In developing reconstruction techniques, we worked with both simulated data from ideal radon transforms, and with real data from a single-photon emission computed tomography (SPECT) system. The SPECT medical imaging system (Fig. 3) detects gamma rays emitted by a radioactive source. The camera head rotates around the subject. At each projection angle, gamma rays entering the camera head pass through an array of collimators which transmit only photons traveling in a direction perpendicular to the projection plane. The transmitted gamma rays then strike an array of fluorescent crystals. Photomultiplier tubes detect photons emitted by the crystals, localizing the location at which the original gamma ray struck the crystal sheet. Thus, this system produces projections with a parallel-beam geometry. From these projections, one can compute the distribution of radioactive emitters in the original image. The data which we used, provided by Dr. Richard Wendt of M.D. Anderson Cancer Center, was obtained by imaging a "phantom" similar to that shown in Fig. 4. The cylindrical plastic phantom is filled with radioactive (``hot'') water, into which are inserted vertical plastic rods which are not radioactive (``cold''). Thus, a horizontal slice of this phantom should be reconstructed as a bright circle with smaller dark circles in its interior corresponding to the lack of radioactivity within the cold rods (Fig. 4). The datafile with which we worked contained 240 projections of the phantom, obtained as the camera head moved in a full circle. Consecutive projection angles therefore differ by 1.5 degrees. Each projection is a 128 by 128 image. In order to work with the data, we extracted information corresponding to individual horizontal slices through the phantom from the original data file, which was in Interfile format. The reconstructed images in this paper represent the 80th slice through the phantom, a slice in which a number of rods should be visible.

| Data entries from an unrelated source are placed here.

//! Attribute and listing types handed to the FUSE adapter.

use crate::device::Capacity;
use std::time::{SystemTime, UNIX_EPOCH};

#[derive(Clone, Copy, Debug, PartialEq, Eq)]
pub enum FileType {
    File,
    Dir,
}

/// Owner reported for every entry. Permissions are fixed and never stored.
#[derive(Clone, Copy, Debug, PartialEq, Eq)]
pub struct Identity {
    pub uid: u32,
    pub gid: u32,
}

impl Identity {
    /// Ids of the mounting process.
    pub fn current() -> Self {
        Self {
            uid: nix::unistd::getuid().as_raw(),
            gid: nix::unistd::getgid().as_raw(),
        }
    }
}

#[derive(Clone, Debug, PartialEq, Eq)]
pub struct FileAttr {
    pub kind: FileType,
    pub size: u64,
    pub mtime: SystemTime,
    pub perm: u16,
    pub nlink: u32,
    pub uid: u32,
    pub gid: u32,
}

impl FileAttr {
    pub fn dir(owner: Identity) -> Self {
        Self {
            kind: FileType::Dir,
            size: 0,
            mtime: UNIX_EPOCH,
            perm: 0o755,
            nlink: 2,
            uid: owner.uid,
            gid: owner.gid,
        }
    }

    pub fn file(owner: Identity, size: u64, mtime: SystemTime) -> Self {
        Self {
            kind: FileType::File,
            size,
            mtime,
            perm: 0o644,
            nlink: 1,
            uid: owner.uid,
            gid: owner.gid,
        }
    }

    /// 512-byte blocks, rounded up.
    pub fn blocks(&self) -> u64 {
        self.size.div_ceil(512)
    }
}

#[derive(Clone, Debug)]
pub struct DirEntry {
    pub name: String,
    pub attr: FileAttr,
}

#[derive(Clone, Copy, Debug, PartialEq, Eq)]
pub struct StatFs {
    pub blocks: u64,
    pub bfree: u64,
    pub bavail: u64,
    pub files: u64,
    pub ffree: u64,
    pub bsize: u32,
    pub namelen: u32,
}

impl From<Capacity> for StatFs {
    fn from(cap: Capacity) -> Self {
        Self {
            blocks: cap.total_kb,
            bfree: cap.free_kb,
            bavail: cap.free_kb,
            // The camera does not count inodes.
            files: u64::MAX,
            ffree: u64::MAX,
            bsize: 1024,
            namelen: 255,
        }
    }
}

#[cfg(test)]
mod tests {
    use super::*;

    #[test]
    fn test_blocks_round_up() {
        let owner = Identity { uid: 1, gid: 2 };
        assert_eq!(FileAttr::file(owner, 0, UNIX_EPOCH).blocks(), 0);
        assert_eq!(FileAttr::file(owner, 1, UNIX_EPOCH).blocks(), 1);
        assert_eq!(FileAttr::file(owner, 1024, UNIX_EPOCH).blocks(), 2);
        assert_eq!(FileAttr::file(owner, 1025, UNIX_EPOCH).blocks(), 3);
    }

    #[test]
    fn test_statfs_from_capacity() {
        let st = StatFs::from(Capacity {
            total_kb: 1000,
            free_kb: 250,
        });
        assert_eq!((st.blocks, st.bfree, st.bavail), (1000, 250, 250));
        assert_eq!(st.bsize, 1024);
    }
}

Figure 4: SPECT phantom used in generating the data for this study (left), and the manufacturer's reconstruction of a slice through the phantom.
We approached the reconstruction problem using two different methods. The first, filtered back projection, is representative of the methods currently used in most commercial CT systems. It is fast and relatively effective, but difficult to adapt to imaging setups which differ from the ideal. The second method represents the wide class of algebraic reconstruction techniques (ART). These methods are more powerful than back projection in that they adapt easily to deviations in the imaging system from the ideal. Unfortunately, they are far more expensive to implement computationally, and are still more research topics than practical reconstruction techniques.